A true allergy is mediated by histamine (released by the mast cells) and involves an "immune system-mediated adverse reaction to food proteins." (Or to non-food proteins in the case of other allergies.) While many sources assume IgE is the only type of true allergy, it can also be IgG, IgA, and others.
Water doesn't have proteins, unless they come from contamination (or from being in a natural state such as a creek or water faucet or in blood).
A pseudo-allergy is a very real condition where something causes release of histamine (or
histamine can come from external sources) and the end result is very much like an allergy. Aquagenic Urticaria could be classified this way.

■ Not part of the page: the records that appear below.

impl DeliveryQueue {
    /// A zero high mark disables the water marks
    pub fn new(high: u16, low: u16) -> Self {
        Self {
            queued: Mutex::new(Queued::default()),
            notify: Notify::new(),
            high: high as usize,
            low: low as usize,
        }
    }

    pub fn push(&self, message: Message) -> Option<Threshold> {
        let len = {
            let mut queued = self.queued.lock();
            if queued.closed {
                debug!(tag = message.delivery_tag, "dropping delivery for closed consumer");
                return None;
            }
            queued.messages.push_back(message);
            queued.messages.len()
        };
        self.notify.notify_waiters();
        match self.high > 0 && len == self.high {
            true => Some(Threshold::High),
            false => None,
        }
    }

    pub fn pop(&self) -> Option<(Message, Option<Threshold>)> {
        let mut queued = self.queued.lock();
        let before = queued.messages.len();
        let message = queued.messages.pop_front()?;
        let threshold = match self.high > 0 && before == self.low {
            true => Some(Threshold::Low),
            false => None,
        };
        Some((message, threshold))
    }

    /// Waits up to `timeout` for a message. `None` once the queue is
    /// closed or the timeout elapsed.
    pub async fn pop_wait(
        &self,
        timeout: Option<Duration>,
    ) -> Option<(Message, Option<Threshold>)> {
        let deadline = timeout.map(|timeout| Instant::now() + timeout);
        loop {
            let notified = self.notify.notified();
            if let Some(popped) = self.pop() {
                return Some(popped);
            }
            if self.queued.lock().closed {
                return None;
            }
            match deadline {
                Some(deadline) => {
                    if tokio::time::timeout_at(deadline, notified).await.is_err() {
                        return self.pop();
                    }
                }
                None => notified.await,
            }
        }
    }

    pub fn len(&self) -> usize {
        self.queued.lock().messages.len()
    }

    /// Removes every queued message, returning their delivery tags
    pub fn clear(&self) -> Vec<u64> {
        let mut queued = self.queued.lock();
        queued.messages.drain(..).map(|m| m.delivery_tag).collect()
    }

    pub fn close(&self) {
        self.queued.lock().closed = true;
        self.notify.notify_waiters();
    }
}

/// Receives messages pushed by the broker
pub trait MessageListener: Send + Sync + 'static {
    /// Called once per message, in delivery order
    fn on_message(&self, message: Message);
}

impl<F> MessageListener for F
where
    F: Fn(Message) + Send + Sync + 'static,
{
    fn on_message(&self, message: Message) {
        self(message)
    }
}

/// Subscription parameters
#[derive(Debug, Clone, Default)]
pub struct ConsumerOptions {
    /// Consumer tag. Generated when `None`.
    pub consumer_tag: Option<String>,
    /// Do not deliver messages published on this connection
    pub no_local: bool,
    /// The broker settles messages on delivery
    pub no_ack: bool,
    /// No other consumer may use the queue
    pub exclusive: bool,
    /// Broker specific arguments
    pub arguments: FieldTable,
}

pub(crate) struct ConsumerInner {
    pub tag: String,
    pub queue_name: String,
    pub options: ConsumerOptions,
    pub queue: DeliveryQueue,
    listener: Mutex<Option<Arc<dyn MessageListener>>>,
    closed: AtomicBool,
}

impl fmt::Debug for ConsumerInner {
    fn fmt(&self, f: &mut fmt::Formatter<'_>) -> fmt::Result {
        f.debug_struct("ConsumerInner")
            .field("tag", &self.tag)
            .field("queue_name", &self.queue_name)
            .field("queued", &self.queue.len())
            .finish()
    }
}

impl ConsumerInner {
    pub fn new(
        tag: String,
        queue_name: String,
        options: ConsumerOptions,
        high: u16,
        low: u16,
    ) -> Self {
        Self {
            tag,
            queue_name,
            options,
            queue: DeliveryQueue::new(high, low),
            listener: Mutex::new(None),
            closed: AtomicBool::new(false),
        }
    }

    pub fn has_listener(&self) -> bool {
        self.listener.lock().is_some()
    }

    /// `basic.consume` for this subscription
    pub fn consume_method(&self) -> Method {
        Method::BasicConsume {
            queue: self.queue_name.clone(),
            consumer_tag: self.tag.clone(),
            no_local: self.options.no_local,
            no_ack: self.options.no_ack,
            exclusive: self.options.exclusive,
            no_wait: false,
            arguments: self.options.arguments.clone(),
        }
    }

    pub fn mark_closed(&self) {
        self.closed.store(true, Ordering::SeqCst);
        self.queue.close();
    }

    pub fn is_closed(&self) -> bool {
        self.closed.load(Ordering::SeqCst)
    }
}

/// Settles a message handed to the application according to the session's
/// acknowledge mode
async fn after_receive(
    connection: &Arc<ConnectionInner>,
    session: &Arc<SessionInner>,
    consumer: &ConsumerInner,
    message: &Message,
    threshold: Option<Threshold>,
) -> Result<(), Error> {
    if threshold == Some(Threshold::Low) {
        super::on_low_water_mark(connection, session).await;
    }

    let mode = session.options.acknowledge_mode;
    let managing = is_managing_credit(mode, session.prefetch());
    match mode {
        AcknowledgeMode::Client => session.record_unacknowledged(message.delivery_tag, managing),
        AcknowledgeMode::Transacted => session.record_delivered(message.delivery_tag, managing),
        AcknowledgeMode::Auto | AcknowledgeMode::DupsOk => {}
    }
    trace!(
        channel = session.channel,
        tag = message.delivery_tag,
        consumer = %consumer.tag,
        "message handed to application"
    );
    Ok(())
}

Then we have intolerance (food intolerance or others). Allergies and pseudo-allergies are types of intolerance. This simply means (the inclusion of) some medical reaction that isn't mediated by histamine. Lactose intolerance and celiac disease are examples.
Your character might be intolerant of water (something that a layperson could easily call an allergy) but, as others have pointed out, that doesn't work. Water is most of our bodies and ubiquitous.

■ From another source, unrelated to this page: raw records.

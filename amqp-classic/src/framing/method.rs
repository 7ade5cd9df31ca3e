//! Method catalogue and argument encoding

use bytes::{BufMut, Bytes, BytesMut};

use super::{
    field::{
        bit, pack_bits, read_long_bytes, read_short_str, read_table, read_u16, read_u32, read_u64,
        read_u8, write_long_bytes, write_short_str, write_table,
    },
    segment::SegmentType,
    Error, FieldTable,
};

macro_rules! method_kinds {
    ($($kind:ident = ($class:literal, $method:literal, $name:literal)),* $(,)?) => {
        /// Identifies a method by class and method id
        #[derive(Debug, Clone, Copy, PartialEq, Eq, Hash, PartialOrd, Ord)]
        #[allow(missing_docs)]
        pub enum MethodKind {
            $($kind),*
        }

        impl MethodKind {
            /// Class id on the wire
            pub fn class_id(&self) -> u16 {
                match self {
                    $(Self::$kind => $class),*
                }
            }

            /// Method id on the wire
            pub fn method_id(&self) -> u16 {
                match self {
                    $(Self::$kind => $method),*
                }
            }

            /// Dotted protocol name, eg. `basic.deliver`
            pub fn name(&self) -> &'static str {
                match self {
                    $(Self::$kind => $name),*
                }
            }

            /// Looks up a method by its wire ids
            pub fn from_ids(class_id: u16, method_id: u16) -> Option<Self> {
                match (class_id, method_id) {
                    $(($class, $method) => Some(Self::$kind),)*
                    _ => None,
                }
            }
        }
    };
}

method_kinds! {
    ConnectionStart = (10, 10, "connection.start"),
    ConnectionStartOk = (10, 11, "connection.start-ok"),
    ConnectionSecure = (10, 20, "connection.secure"),
    ConnectionSecureOk = (10, 21, "connection.secure-ok"),
    ConnectionTune = (10, 30, "connection.tune"),
    ConnectionTuneOk = (10, 31, "connection.tune-ok"),
    ConnectionOpen = (10, 40, "connection.open"),
    ConnectionOpenOk = (10, 41, "connection.open-ok"),
    ConnectionRedirect = (10, 42, "connection.redirect"),
    ConnectionClose = (10, 50, "connection.close"),
    ConnectionCloseOk = (10, 51, "connection.close-ok"),
    ConnectionHeartbeat = (10, 70, "connection.heartbeat"),
    SessionAttach = (2, 1, "session.attach"),
    SessionAttached = (2, 2, "session.attached"),
    SessionDetached = (2, 4, "session.detached"),
    ChannelOpen = (20, 10, "channel.open"),
    ChannelOpenOk = (20, 11, "channel.open-ok"),
    ChannelFlow = (20, 20, "channel.flow"),
    ChannelFlowOk = (20, 21, "channel.flow-ok"),
    ChannelClose = (20, 40, "channel.close"),
    ChannelCloseOk = (20, 41, "channel.close-ok"),
    QueueDeclare = (50, 10, "queue.declare"),
    QueueDeclareOk = (50, 11, "queue.declare-ok"),
    QueueBind = (50, 20, "queue.bind"),
    QueueBindOk = (50, 21, "queue.bind-ok"),
    QueueUnbind = (50, 50, "queue.unbind"),
    QueueUnbindOk = (50, 51, "queue.unbind-ok"),
    BasicQos = (60, 10, "basic.qos"),
    BasicQosOk = (60, 11, "basic.qos-ok"),
    BasicConsume = (60, 20, "basic.consume"),
    BasicConsumeOk = (60, 21, "basic.consume-ok"),
    BasicCancel = (60, 30, "basic.cancel"),
    BasicCancelOk = (60, 31, "basic.cancel-ok"),
    BasicPublish = (60, 40, "basic.publish"),
    BasicReturn = (60, 50, "basic.return"),
    BasicDeliver = (60, 60, "basic.deliver"),
    BasicAck = (60, 80, "basic.ack"),
    BasicReject = (60, 90, "basic.reject"),
    BasicRecoverSyncOk = (60, 101, "basic.recover-sync-ok"),
    BasicRecoverSync = (60, 102, "basic.recover-sync"),
    BasicRecover = (60, 110, "basic.recover"),
    BasicRecoverOk = (60, 111, "basic.recover-ok"),
    TxSelect = (90, 10, "tx.select"),
    TxSelectOk = (90, 11, "tx.select-ok"),
    TxCommit = (90, 20, "tx.commit"),
    TxCommitOk = (90, 21, "tx.commit-ok"),
    TxRollback = (90, 30, "tx.rollback"),
    TxRollbackOk = (90, 31, "tx.rollback-ok"),
}

impl MethodKind {
    /// Whether the method is followed by a content header and body
    pub fn has_content(&self) -> bool {
        matches!(
            self,
            Self::BasicPublish | Self::BasicReturn | Self::BasicDeliver
        )
    }

    /// Segment type used to carry this method in 0-10 framing
    pub fn segment_type(&self) -> SegmentType {
        match self.class_id() {
            2 | 10 => SegmentType::Control,
            _ => SegmentType::Command,
        }
    }
}

impl std::fmt::Display for MethodKind {
    fn fmt(&self, f: &mut std::fmt::Formatter<'_>) -> std::fmt::Result {
        f.write_str(self.name())
    }
}

/// How method arguments are laid out
///
/// The layouts differ only in `connection.tune`, which carries a single
/// heartbeat in legacy framing and a min/max pair in segmented framing.
#[derive(Debug, Clone, Copy, PartialEq, Eq)]
pub enum ArgumentLayout {
    /// 0-8, 0-9 and 0-9-1
    Legacy,
    /// 0-10
    Segmented,
}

I've known people in real life who were "intolerant of water" but it's always about contaminants in water. In the case of people with extreme reactions, it's generally about plastic. But you've ruled this out as a possibility.
So what you're left with is a situation that isn't real but can still be part of a fantasy story. This idea that somehow if a cow drinks water and produces milk, that renders the water safe for your character. Or if an orange tree produces fruit after rainfall, somehow the tree is able to convert the water into a safe juice (I'll assume that your character doesn't drink the majority of orange juice brands which are orange juice concentrate reconstituted with water).
The novel Wicked does this. It's a take on the Wizard of Oz story, told from the point of view of Elphaba, the Wicked Witch of the West. As anyone who has read the books or seen the movie knows, Dorothy kills the witch by pouring water on her, causing her to dissolve. In this novel, Elphaba has a lifelong reaction to water. She bathes herself by rubbing her skin with oil and scraping/wiping it off (also done in some ancient cultures).
[Book version] Elphaba is also unusual in that she is apparently allergic to water,
and avoids touching it at all times, never crying or bathing. She
cleans herself by rubbing oil into her skin. She has a power that she
cannot control. This shows mainly when she is angered. An example is
when she sees Chistery trapped on an island in the middle of a lake.
Ignoring her allergy to water, she jumps into the lake to save the
monkey. However, when Elphaba touches the water it turns to ice for
her...the weather changed to suit Elphaba's needs. (ref)
So if you're looking for a scientific explanation for an "allergy" to pure unadulterated water in someone who not only lives but can drink milk and orange juice, you will be disappointed. But if you want to write fantasy where a character can not contact or consume pure water, or substances to which pure water has been added, you can do as you like.